Task to complete
Which lines below include "when"? Copy them all.

[Dataset records]
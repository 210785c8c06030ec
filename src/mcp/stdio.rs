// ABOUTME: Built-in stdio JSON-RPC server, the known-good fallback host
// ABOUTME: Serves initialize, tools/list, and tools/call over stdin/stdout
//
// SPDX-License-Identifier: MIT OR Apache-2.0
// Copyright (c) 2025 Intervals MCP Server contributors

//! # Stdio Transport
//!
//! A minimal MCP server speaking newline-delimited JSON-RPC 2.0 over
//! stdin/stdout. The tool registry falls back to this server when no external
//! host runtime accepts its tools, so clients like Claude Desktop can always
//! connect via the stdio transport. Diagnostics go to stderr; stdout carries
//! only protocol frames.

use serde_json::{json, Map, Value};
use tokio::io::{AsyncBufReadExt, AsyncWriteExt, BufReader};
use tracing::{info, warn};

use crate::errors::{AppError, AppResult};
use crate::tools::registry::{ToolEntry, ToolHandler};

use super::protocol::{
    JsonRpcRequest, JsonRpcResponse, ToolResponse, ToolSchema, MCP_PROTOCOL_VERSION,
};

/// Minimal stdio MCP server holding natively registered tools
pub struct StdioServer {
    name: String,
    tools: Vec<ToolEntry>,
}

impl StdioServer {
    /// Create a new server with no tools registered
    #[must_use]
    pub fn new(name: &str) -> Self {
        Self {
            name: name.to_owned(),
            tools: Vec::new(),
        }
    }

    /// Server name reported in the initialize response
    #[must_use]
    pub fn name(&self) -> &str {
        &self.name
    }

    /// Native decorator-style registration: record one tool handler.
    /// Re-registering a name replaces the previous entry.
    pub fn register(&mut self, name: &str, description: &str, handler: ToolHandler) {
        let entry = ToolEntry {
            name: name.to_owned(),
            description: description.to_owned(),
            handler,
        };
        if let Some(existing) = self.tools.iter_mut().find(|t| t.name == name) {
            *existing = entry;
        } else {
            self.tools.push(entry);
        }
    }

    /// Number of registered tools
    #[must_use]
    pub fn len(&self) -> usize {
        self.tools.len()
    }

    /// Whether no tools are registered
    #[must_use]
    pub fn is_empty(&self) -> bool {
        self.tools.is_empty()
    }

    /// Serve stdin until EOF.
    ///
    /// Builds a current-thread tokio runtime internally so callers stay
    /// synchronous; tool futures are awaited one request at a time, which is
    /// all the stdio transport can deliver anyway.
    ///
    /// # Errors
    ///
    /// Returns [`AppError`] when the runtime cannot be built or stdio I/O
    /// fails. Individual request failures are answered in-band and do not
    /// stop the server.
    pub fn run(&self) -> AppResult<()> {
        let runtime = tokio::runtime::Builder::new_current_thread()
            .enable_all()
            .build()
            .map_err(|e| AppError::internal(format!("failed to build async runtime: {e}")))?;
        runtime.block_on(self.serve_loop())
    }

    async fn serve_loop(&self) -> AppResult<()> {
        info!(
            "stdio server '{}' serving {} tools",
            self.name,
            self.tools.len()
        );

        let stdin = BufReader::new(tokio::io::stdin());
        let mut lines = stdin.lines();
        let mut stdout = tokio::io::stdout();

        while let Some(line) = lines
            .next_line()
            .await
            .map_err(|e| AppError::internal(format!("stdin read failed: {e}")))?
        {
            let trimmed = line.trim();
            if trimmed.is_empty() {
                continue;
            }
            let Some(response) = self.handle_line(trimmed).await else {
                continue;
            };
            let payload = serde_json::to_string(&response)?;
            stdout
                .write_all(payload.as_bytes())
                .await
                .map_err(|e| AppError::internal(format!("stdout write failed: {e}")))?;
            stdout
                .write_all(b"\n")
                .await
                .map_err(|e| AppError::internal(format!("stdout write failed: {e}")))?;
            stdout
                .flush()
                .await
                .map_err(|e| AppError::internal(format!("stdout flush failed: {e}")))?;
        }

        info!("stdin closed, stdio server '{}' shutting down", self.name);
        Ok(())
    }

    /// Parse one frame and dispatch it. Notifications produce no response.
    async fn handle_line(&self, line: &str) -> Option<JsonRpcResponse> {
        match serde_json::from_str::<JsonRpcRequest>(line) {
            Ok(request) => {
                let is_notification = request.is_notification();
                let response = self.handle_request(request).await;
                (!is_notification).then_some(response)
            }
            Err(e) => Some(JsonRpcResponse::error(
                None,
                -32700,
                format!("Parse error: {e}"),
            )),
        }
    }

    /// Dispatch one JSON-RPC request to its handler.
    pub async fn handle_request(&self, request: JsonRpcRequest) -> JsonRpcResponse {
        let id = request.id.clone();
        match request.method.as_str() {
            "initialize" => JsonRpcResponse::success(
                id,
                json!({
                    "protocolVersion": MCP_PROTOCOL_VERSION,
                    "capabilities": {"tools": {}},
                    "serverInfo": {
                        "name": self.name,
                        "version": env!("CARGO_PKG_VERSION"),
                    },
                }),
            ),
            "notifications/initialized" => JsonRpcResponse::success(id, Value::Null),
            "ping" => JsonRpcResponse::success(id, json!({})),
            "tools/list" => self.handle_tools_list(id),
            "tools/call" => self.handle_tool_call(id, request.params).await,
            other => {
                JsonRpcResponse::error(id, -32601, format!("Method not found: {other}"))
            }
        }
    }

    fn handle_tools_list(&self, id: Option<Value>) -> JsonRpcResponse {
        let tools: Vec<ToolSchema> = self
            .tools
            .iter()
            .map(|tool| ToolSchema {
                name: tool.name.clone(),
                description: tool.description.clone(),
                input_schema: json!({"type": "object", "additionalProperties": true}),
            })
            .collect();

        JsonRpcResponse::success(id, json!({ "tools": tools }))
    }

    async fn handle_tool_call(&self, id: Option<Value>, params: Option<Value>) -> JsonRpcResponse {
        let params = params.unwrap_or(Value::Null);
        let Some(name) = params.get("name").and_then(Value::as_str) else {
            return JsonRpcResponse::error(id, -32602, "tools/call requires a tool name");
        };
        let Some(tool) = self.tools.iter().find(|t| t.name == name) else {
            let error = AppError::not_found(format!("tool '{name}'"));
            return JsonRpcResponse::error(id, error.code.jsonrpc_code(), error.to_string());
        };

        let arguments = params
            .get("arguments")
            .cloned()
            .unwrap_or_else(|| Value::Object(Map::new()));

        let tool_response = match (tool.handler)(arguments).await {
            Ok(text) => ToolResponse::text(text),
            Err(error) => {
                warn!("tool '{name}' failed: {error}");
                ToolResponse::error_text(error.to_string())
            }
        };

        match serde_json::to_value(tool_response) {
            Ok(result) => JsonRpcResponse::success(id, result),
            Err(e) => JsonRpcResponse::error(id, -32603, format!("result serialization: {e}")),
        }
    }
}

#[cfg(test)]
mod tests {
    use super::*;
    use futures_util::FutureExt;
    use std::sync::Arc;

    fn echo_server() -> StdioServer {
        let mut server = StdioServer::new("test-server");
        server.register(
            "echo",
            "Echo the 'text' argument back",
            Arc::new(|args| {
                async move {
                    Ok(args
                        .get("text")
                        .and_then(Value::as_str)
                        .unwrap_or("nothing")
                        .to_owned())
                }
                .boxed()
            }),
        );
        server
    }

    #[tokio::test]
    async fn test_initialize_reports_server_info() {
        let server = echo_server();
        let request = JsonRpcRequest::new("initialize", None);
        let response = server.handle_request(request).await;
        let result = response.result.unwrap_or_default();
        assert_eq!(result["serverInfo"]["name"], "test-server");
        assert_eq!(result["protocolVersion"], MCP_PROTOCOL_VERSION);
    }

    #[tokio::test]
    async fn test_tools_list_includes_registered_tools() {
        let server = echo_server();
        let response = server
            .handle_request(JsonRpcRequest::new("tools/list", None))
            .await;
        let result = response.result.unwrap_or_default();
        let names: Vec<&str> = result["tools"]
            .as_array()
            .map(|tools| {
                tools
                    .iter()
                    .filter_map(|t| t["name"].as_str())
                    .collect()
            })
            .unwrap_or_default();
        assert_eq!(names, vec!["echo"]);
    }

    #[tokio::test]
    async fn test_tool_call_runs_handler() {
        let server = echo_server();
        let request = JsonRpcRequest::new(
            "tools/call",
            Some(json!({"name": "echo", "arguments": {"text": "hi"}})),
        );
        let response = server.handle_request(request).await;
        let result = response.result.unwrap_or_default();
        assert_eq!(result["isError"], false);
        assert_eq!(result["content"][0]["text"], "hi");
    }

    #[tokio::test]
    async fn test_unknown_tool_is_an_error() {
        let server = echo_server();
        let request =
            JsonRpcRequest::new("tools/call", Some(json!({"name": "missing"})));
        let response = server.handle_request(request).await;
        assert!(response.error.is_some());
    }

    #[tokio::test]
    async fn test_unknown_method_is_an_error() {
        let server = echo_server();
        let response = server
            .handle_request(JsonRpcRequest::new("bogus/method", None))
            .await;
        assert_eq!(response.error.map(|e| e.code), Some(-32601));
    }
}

Solution below
//! stdin/stdout. The tool registry falls back to this server when no external
    /// Returns [`AppError`] when the runtime cannot be built or stdio I/O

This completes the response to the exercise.